By the same token, what comes between the "minion" stage and the "skirmisher" stage for a Kobold? There's a *huge* difference between the two...far too big a gap to handwave away. Does a Kobold minion that survives a few battles suddenly wake up one morning with 27 hit points instead of 1? There's a bunch of gradations (or levels, counting up from a negative number to 0?) missing in there somewhere...
Lanefan
World-Building consistency only is required for things that are supposed to be measurable in the game world. Hit points are not something that should be measurable in the game world. Because if the were, this would quickly break any suspension of disbelief. Fireballs don't exist in the real world, but we can accept them in fantasy worlds because they are a conscious exception from the normal life, and most people can't use them. But hit points? No one in the real world has hit points. At least we can't measure them. So the creatures in the game world can't measure them, and they probably don't even exist there, either.
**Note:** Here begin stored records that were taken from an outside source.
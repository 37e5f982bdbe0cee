use crate::errors::Error;
use axum::Json;
use axum::http::StatusCode;
use axum::response::{IntoResponse, Response};
use serde::Serialize;
use tracing::error;

/// JSON body of every error and acknowledgement: `{"message": "..."}`.
#[derive(Debug, Serialize)]
pub struct Message {
    /// Human-readable text
    pub message: String,
}

impl Message {
    /// Wraps `message`.
    pub fn new(message: impl Into<String>) -> Json<Self> {
        Json(Self {
            message: message.into(),
        })
    }
}

/// Errors returned by HTTP handlers.
#[derive(Debug)]
pub enum ApiError {
    /// No `Authorization` header
    MissingAuthorization,
    /// The presented key does not grant access to this resource
    Forbidden,
    /// Malformed request outside of the core validation (e.g. multipart fields)
    BadRequest(String),
    /// Error from the core
    Core(Error),
}

impl From<Error> for ApiError {
    fn from(err: Error) -> Self {
        Self::Core(err)
    }
}

/// Handler result type
pub type ApiResult<T> = std::result::Result<T, ApiError>;

fn status_for(err: &Error) -> StatusCode {
    match err {
        Error::Validation { .. } => StatusCode::BAD_REQUEST,
        e if e.is_not_found() => StatusCode::NOT_FOUND,
        e if e.is_conflict() || matches!(e, Error::StatusInUse { .. }) => StatusCode::CONFLICT,
        e if e.is_external() => StatusCode::BAD_GATEWAY,
        _ => StatusCode::INTERNAL_SERVER_ERROR,
    }
}

impl IntoResponse for ApiError {
    fn into_response(self) -> Response {
        let (status, message) = match self {
            Self::MissingAuthorization => (
                StatusCode::UNAUTHORIZED,
                "Missing Authorization header".to_string(),
            ),
            Self::Forbidden => (StatusCode::FORBIDDEN, "Invalid API key".to_string()),
            Self::BadRequest(message) => (StatusCode::BAD_REQUEST, message),
            Self::Core(err) => {
                let status = status_for(&err);
                if status == StatusCode::INTERNAL_SERVER_ERROR {
                    // Details stay in the log
                    error!("Internal error: {}", err);
                    (status, "Internal server error".to_string())
                } else {
                    (status, err.to_string())
                }
            }
        };
        (status, Message::new(message)).into_response()
    }
}
//! Built-in status catalog and optional catalog file loading.
//!
//! The six built-in statuses are always seeded. A TOML file named by `STATUS_CATALOG`
//! may add further statuses; entries reusing a built-in name replace its descriptions
//! for seeding purposes only (existing rows are never rewritten).

use crate::errors::{Error, Result};
use serde::Deserialize;
use std::path::Path;

/// Name of the status every nightline starts in and returns to on reset.
pub const DEFAULT_STATUS: &str = "default";

/// Configuration for a single status to seed
#[derive(Debug, Deserialize, Clone, PartialEq, Eq)]
pub struct StatusConfig {
    /// Unique machine name
    pub name: String,
    /// German description for a scheduled shift
    pub description_de: String,
    /// English description for a scheduled shift
    pub description_en: String,
    /// German description while the shift is live
    pub description_now_de: String,
    /// English description while the shift is live
    pub description_now_en: String,
}

/// Structure of the optional status catalog file
#[derive(Debug, Deserialize)]
pub struct CatalogFile {
    /// Additional statuses to seed
    #[serde(default)]
    pub statuses: Vec<StatusConfig>,
}

fn status(name: &str, de: &str, en: &str, now_de: &str, now_en: &str) -> StatusConfig {
    StatusConfig {
        name: name.to_string(),
        description_de: de.to_string(),
        description_en: en.to_string(),
        description_now_de: now_de.to_string(),
        description_now_en: now_en.to_string(),
    }
}

/// Returns the built-in statuses in seeding order.
#[must_use]
pub fn builtin_statuses() -> Vec<StatusConfig> {
    vec![
        status(
            DEFAULT_STATUS,
            "Kein spezifischer Status gesetzt.",
            "No specific status set.",
            "Kein spezifischer Status gesetzt.",
            "No specific status set.",
        ),
        status(
            "german",
            "Heute sind wir nur auf Deutsch erreichbar 📞",
            "Today we're only available in German 📞",
            "Wir sind gerade auf Deutsch erreichbar 📞",
            "We're available in German right now 📞",
        ),
        status(
            "english",
            "Heute sind wir nur auf Englisch erreichbar 📞",
            "Today we're only available in English 📞",
            "Wir sind gerade auf Englisch erreichbar 📞",
            "We're available in English right now 📞",
        ),
        status(
            "german-english",
            "Heute sind wir auf Deutsch und Englisch erreichbar 📞",
            "Today we're available in German & English 📞",
            "Wir sind gerade auf Deutsch und Englisch erreichbar 📞",
            "We're available in German & English right now 📞",
        ),
        status(
            "canceled",
            "Wir sind heute Abend leider nicht erreichbar 🙁",
            "Unfortunately, we're not available tonight 🙁",
            "Wir sind heute Abend leider nicht erreichbar 🙁",
            "Unfortunately, we're not available tonight 🙁",
        ),
        status(
            "technical-issues",
            "Aufgrund technischer Probleme sind wir nicht erreichbar ⚠️",
            "Due to technical issues, we're currently unavailable ⚠️",
            "Aufgrund technischer Probleme sind wir gerade nicht erreichbar ⚠️",
            "Due to technical issues, we're unavailable right now ⚠️",
        ),
    ]
}

/// Loads additional statuses from a TOML catalog file.
///
/// # Errors
/// Returns [`Error::Config`] if the file cannot be read or parsed.
pub fn load_catalog_file<P: AsRef<Path>>(path: P) -> Result<Vec<StatusConfig>> {
    let path_ref = path.as_ref();
    tracing::debug!("Loading status catalog from: {:?}", path_ref);
    let contents = std::fs::read_to_string(path_ref).map_err(|e| Error::Config {
        message: format!("Failed to read status catalog {}: {e}", path_ref.display()),
    })?;
    let catalog: CatalogFile = toml::from_str(&contents).map_err(|e| Error::Config {
        message: format!("Failed to parse status catalog {}: {e}", path_ref.display()),
    })?;
    Ok(catalog.statuses)
}

/// Merges the built-in statuses with extra entries, later entries winning on name clashes.
#[must_use]
pub fn merge_catalog(extra: Vec<StatusConfig>) -> Vec<StatusConfig> {
    let mut merged = builtin_statuses();
    for entry in extra {
        if let Some(existing) = merged.iter_mut().find(|s| s.name == entry.name) {
            *existing = entry;
        } else {
            merged.push(entry);
        }
    }
    merged
}
use nightlight::api::{self, AppState};
use nightlight::config::{AppConfig, database, statuses};
use nightlight::core::status;
use nightlight::crypto::PasswordCipher;
use nightlight::errors::Result;
use nightlight::storage::FsBlobStore;
use nightlight::story::{DisabledStoryPublisher, HttpStoryPublisher, StoryPublisher};
use dotenvy::dotenv;
use std::sync::Arc;
use tracing::{error, info, warn};
use tracing_subscriber::EnvFilter;

#[tokio::main]
async fn main() -> Result<()> {
    // 1. Initialize tracing (as early as possible)
    tracing_subscriber::fmt()
        .with_env_filter(
            EnvFilter::try_from_default_env().unwrap_or_else(|_| EnvFilter::new("info")),
        )
        .init();

    // 2. Load .env file, env vars can also be set externally
    dotenv().ok();

    // 3. Load the application configuration
    let app_config = AppConfig::from_env()
        .inspect_err(|e| error!("Critical error loading application configuration: {}", e))?;

    // 4. Connect and create the schema
    let db = database::create_connection(&app_config.database_url)
        .await
        .inspect_err(|e| error!("Failed to connect to database: {}", e))?;
    database::create_tables(&db)
        .await
        .inspect(|_| info!("Database initialized successfully."))
        .inspect_err(|e| error!("Failed to create tables: {}", e))?;

    // 5. Seed the status catalog
    let catalog = match &app_config.status_catalog {
        Some(path) => statuses::merge_catalog(statuses::load_catalog_file(path)?),
        None => statuses::builtin_statuses(),
    };
    status::seed_statuses(&db, &catalog)
        .await
        .inspect(|inserted| info!("Status catalog seeded, {} new statuses.", inserted))
        .inspect_err(|e| error!("Failed to seed statuses: {}", e))?;

    // 6. Wire up the story collaborators
    let publisher: Arc<dyn StoryPublisher> = match &app_config.story_gateway_url {
        Some(url) => Arc::new(HttpStoryPublisher::new(
            url.clone(),
            app_config.story_gateway_timeout,
        )?),
        None => {
            warn!("STORY_GATEWAY_URL not set, Instagram stories are disabled");
            Arc::new(DisabledStoryPublisher)
        }
    };
    let state = AppState {
        db: Arc::new(db),
        store: Arc::new(FsBlobStore::new(app_config.upload_folder.clone())),
        publisher,
        cipher: PasswordCipher::new(app_config.encryption_password.clone()),
        admin_api_key: app_config.admin_api_key.clone(),
    };

    // 7. Serve
    api::serve(&app_config, state).await
}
World-Building consistency generally concentrates on other stuff. Like ensuring that there isn't just a Metropolis in the middle of the desert, absend of any water sources or magical explanations for its existence. Or that if the King of Nowhere is battling against the King of Somewhere, they shouldn't suddenly ally the next day against the King of Anywhere and fight as one, barring a good explanation. Or if it is well known that the Archmage of Nowhere is a master diviner, he shouldn't suddenly be a master evoker the next day.
That's the kind of world building consistency that matters.